Grandma wants to let her son raise his own kids despite count ruling.

The Selfish Path to Romance.

Download chapter one for free at DrKenner.com and Amazon.com

And right now I want to welcome, is it Sandy to the phone? Yeah, hi. I guess you have a custody situation and you're the child. Am I right?

I'm not, but I'm the daughter of my mom, who has custody over my niece and nephew.

Oh, okay. So let me slow this down. Your mom has custody. How old is your niece, nephew?

My niece is 11 and my nephew is 14.

Okay, and your mom's got custody. And go ahead.

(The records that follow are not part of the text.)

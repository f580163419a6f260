//! Tile blob format detection and extension normalization.
//!
//! An MBTiles archive may declare its tile format in the metadata table
//! (`format` key); when it does not, the format is sniffed from each blob's
//! magic bytes. Recognized signatures:
//!
//! - PNG: `89 50 4E 47`
//! - JPEG: `FF D8 FF` (SOI marker)
//! - WebP: `RIFF....WEBP`
//!
//! Anything else falls back to the generic `bin` extension. Extensions are
//! normalized to lower case without a leading dot, with `jpeg` folded into
//! `jpg`.

/// Extension used when a blob matches no known signature.
pub const GENERIC_EXTENSION: &str = "bin";

/// Sniff a tile blob's format from its magic bytes.
///
/// Returns a normalized extension (`png`, `jpg`, `webp`) or
/// [`GENERIC_EXTENSION`] when the signature is unrecognized.
pub fn detect_extension(data: &[u8]) -> &'static str {
    if data.len() >= 8 {
        if data[0] == 0x89 && data[1] == 0x50 && data[2] == 0x4E && data[3] == 0x47 {
            return "png";
        }
        if data[0] == 0xFF && data[1] == 0xD8 && data[2] == 0xFF {
            return "jpg";
        }
        if data.len() >= 12 && &data[0..4] == b"RIFF" && &data[8..12] == b"WEBP" {
            return "webp";
        }
    }
    GENERIC_EXTENSION
}

/// Normalize an extension token: trim whitespace, strip a leading dot,
/// lower-case, and fold `jpeg` into `jpg`.
///
/// Returns an empty string for empty or all-whitespace input.
pub fn normalize_extension(value: &str) -> String {
    let trimmed = value.trim();
    let stripped = trimmed.strip_prefix('.').unwrap_or(trimmed);
    let lower = stripped.to_ascii_lowercase();
    if lower == "jpeg" {
        "jpg".to_string()
    } else {
        lower
    }
}

/// True if the path's extension is one the grayscale converter handles
/// (`png`, `jpg`, `jpeg`, any case).
pub fn is_supported_image_extension(path: &std::path::Path) -> bool {
    match path.extension().and_then(|e| e.to_str()) {
        Some(ext) => {
            let lower = ext.to_ascii_lowercase();
            lower == "png" || lower == "jpg" || lower == "jpeg"
        }
        None => false,
    }
}

// =============================================================================
// Tests
// =============================================================================
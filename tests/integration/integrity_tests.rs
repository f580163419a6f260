//! End-to-end tests for the integrity diagnostics: coverage health checks
//! and missing-tile reports against fixture archives on disk.

use mbtiler::integrity::{health_check, write_missing_report, HealthReport, MissingReportOptions};
use mbtiler::store::Tileset;

use super::test_utils::{create_archive, create_pyramid_archive, solid_png};

#[test]
fn test_complete_pyramid_is_healthy() {
    let dir = tempfile::tempdir().unwrap();
    let archive = dir.path().join("fixture.mbtiles");
    create_pyramid_archive(&archive);

    let tileset = Tileset::open(&archive).unwrap();
    let report = health_check(&tileset).unwrap();
    assert!(report.is_healthy());
    match report {
        HealthReport::Coverage { stats, .. } => {
            assert_eq!(stats.zoom, 1);
            assert_eq!(stats.present, 4);
        }
        other => panic!("unexpected report: {other:?}"),
    }
}

#[test]
fn test_truncated_ingest_is_unhealthy() {
    let dir = tempfile::tempdir().unwrap();
    let archive = dir.path().join("fixture.mbtiles");
    // Two far-apart tiles at zoom 6: a 64-tile bounding box, coverage 1/32.
    let blob = solid_png(4, 4, [0, 0, 0, 255]);
    create_archive(&archive, &[(6, 0, 0, blob.clone()), (6, 7, 7, blob)]);

    let tileset = Tileset::open(&archive).unwrap();
    let report = health_check(&tileset).unwrap();
    assert!(!report.is_healthy());
}

#[test]
fn test_missing_report_matches_archive_gaps() {
    let dir = tempfile::tempdir().unwrap();
    let archive = dir.path().join("fixture.mbtiles");
    // Zoom 1 quad with the north-east tile absent (store row 1, column 1).
    let blob = solid_png(4, 4, [0, 0, 0, 255]);
    create_archive(
        &archive,
        &[
            (1, 0, 0, blob.clone()),
            (1, 0, 1, blob.clone()),
            (1, 1, 0, blob),
        ],
    );

    let tileset = Tileset::open(&archive).unwrap();
    let output = dir.path().join("missing.txt");
    let report =
        write_missing_report(&tileset, &output, &MissingReportOptions::default()).unwrap();
    assert_eq!(report.missing, 1);
    assert_eq!(std::fs::read_to_string(&output).unwrap(), "/1/1/1\n");

    // The same gap in the display convention.
    let options = MissingReportOptions {
        display_rows: true,
        ..Default::default()
    };
    write_missing_report(&tileset, &output, &options).unwrap();
    assert_eq!(std::fs::read_to_string(&output).unwrap(), "/1/1/0\n");
}

#[test]
fn test_missing_report_complete_pyramid_is_empty() {
    let dir = tempfile::tempdir().unwrap();
    let archive = dir.path().join("fixture.mbtiles");
    create_pyramid_archive(&archive);

    let tileset = Tileset::open(&archive).unwrap();
    let output = dir.path().join("missing.txt");
    let report =
        write_missing_report(&tileset, &output, &MissingReportOptions::default()).unwrap();
    assert_eq!(report.missing, 0);
    assert_eq!(report.levels.len(), 2);
    assert_eq!(std::fs::read_to_string(&output).unwrap(), "");
}
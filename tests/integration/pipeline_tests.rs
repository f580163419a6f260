//! Full-pipeline tests: extract an archive, derive the coarser level from
//! the extracted tree, then run the grayscale pass over the result.

use mbtiler::grayscale::{convert_directory, GrayscaleOptions};
use mbtiler::pattern::{PathPattern, DEFAULT_PATTERN};
use mbtiler::pixel::PixelBuffer;
use mbtiler::pyramid::{downsample, DownsampleOptions};
use mbtiler::store::Tileset;

use super::test_utils::create_pyramid_archive;

#[test]
fn test_extract_then_downsample() {
    let dir = tempfile::tempdir().unwrap();
    let archive = dir.path().join("fixture.mbtiles");
    create_pyramid_archive(&archive);

    let tileset = Tileset::open(&archive).unwrap();
    let pattern = PathPattern::parse(DEFAULT_PATTERN).unwrap();
    let extracted = dir.path().join("tiles");
    tileset.extract(&extracted, &pattern).unwrap();

    // The extracted tree's highest level (zoom 1) holds a complete quad,
    // so the derived zoom 0 has exactly one tile.
    let derived = dir.path().join("derived");
    let report = downsample(&extracted, &derived, &DownsampleOptions::default()).unwrap();
    assert_eq!(report.source_zoom, 1);
    assert_eq!(report.written, 1);
    assert_eq!(report.skipped, 0);
    assert_eq!(report.failed, 0);

    let parent = PixelBuffer::load(&derived.join("0/0/0.png")).unwrap();
    assert_eq!(parent.width(), 8);
    assert_eq!(parent.height(), 8);
    // All four children are the same solid color; the parent must be too.
    for pixel in parent.pixels().chunks_exact(4) {
        assert!((pixel[0] as i32 - 100).abs() <= 1);
        assert!((pixel[1] as i32 - 150).abs() <= 1);
        assert!((pixel[2] as i32 - 200).abs() <= 1);
    }
}

#[test]
fn test_extract_downsample_grayscale_chain() {
    let dir = tempfile::tempdir().unwrap();
    let archive = dir.path().join("fixture.mbtiles");
    create_pyramid_archive(&archive);

    let tileset = Tileset::open(&archive).unwrap();
    let pattern = PathPattern::parse(DEFAULT_PATTERN).unwrap();
    let extracted = dir.path().join("tiles");
    tileset.extract(&extracted, &pattern).unwrap();

    let derived = dir.path().join("derived");
    downsample(&extracted, &derived, &DownsampleOptions::default()).unwrap();

    let gray = dir.path().join("gray");
    let count = convert_directory(&derived, &gray, &GrayscaleOptions::default()).unwrap();
    assert_eq!(count, 1);

    let tile = PixelBuffer::load(&gray.join("0/0/0.png")).unwrap();
    for pixel in tile.pixels().chunks_exact(4) {
        assert_eq!(pixel[0], pixel[1]);
        assert_eq!(pixel[1], pixel[2]);
    }
}

#[test]
fn test_downsample_grayscale_flag_matches_separate_pass() {
    let dir = tempfile::tempdir().unwrap();
    let archive = dir.path().join("fixture.mbtiles");
    create_pyramid_archive(&archive);

    let tileset = Tileset::open(&archive).unwrap();
    let pattern = PathPattern::parse(DEFAULT_PATTERN).unwrap();
    let extracted = dir.path().join("tiles");
    tileset.extract(&extracted, &pattern).unwrap();

    // Inline grayscale during downsampling.
    let inline = dir.path().join("inline");
    let options = DownsampleOptions {
        grayscale: true,
        ..Default::default()
    };
    downsample(&extracted, &inline, &options).unwrap();

    // Plain downsample followed by a grayscale pass.
    let plain = dir.path().join("plain");
    downsample(&extracted, &plain, &DownsampleOptions::default()).unwrap();
    let separate = dir.path().join("separate");
    convert_directory(&plain, &separate, &GrayscaleOptions::default()).unwrap();

    let a = PixelBuffer::load(&inline.join("0/0/0.png")).unwrap();
    let b = PixelBuffer::load(&separate.join("0/0/0.png")).unwrap();
    assert_eq!(a.pixels(), b.pixels());
}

And while she has this custody, since they’re babies, really. And when my brother, he needs to learn how to grow up and kind of get responsibility. He's—

How old? These are his kids, yes. And he's how old?

He's 37 now.

Okay, and you're how old?

I'm 22.

Okay, so your brother had two kids. They're now 14 and 11, and mom has custody. Your brother lost custody. How did he mess up? Just in a nutshell, what's one or two things he did to mess up?

Well, not really he messed up. It was just he was married at the time they divorced, and he didn't want to fight for custody due to just being conscious about the ex feeling he didn’t want to feel like he was taking the kids away from her, so my mom felt like she needed to do something, so she ended up fighting for custody so that the kids can stay in the family.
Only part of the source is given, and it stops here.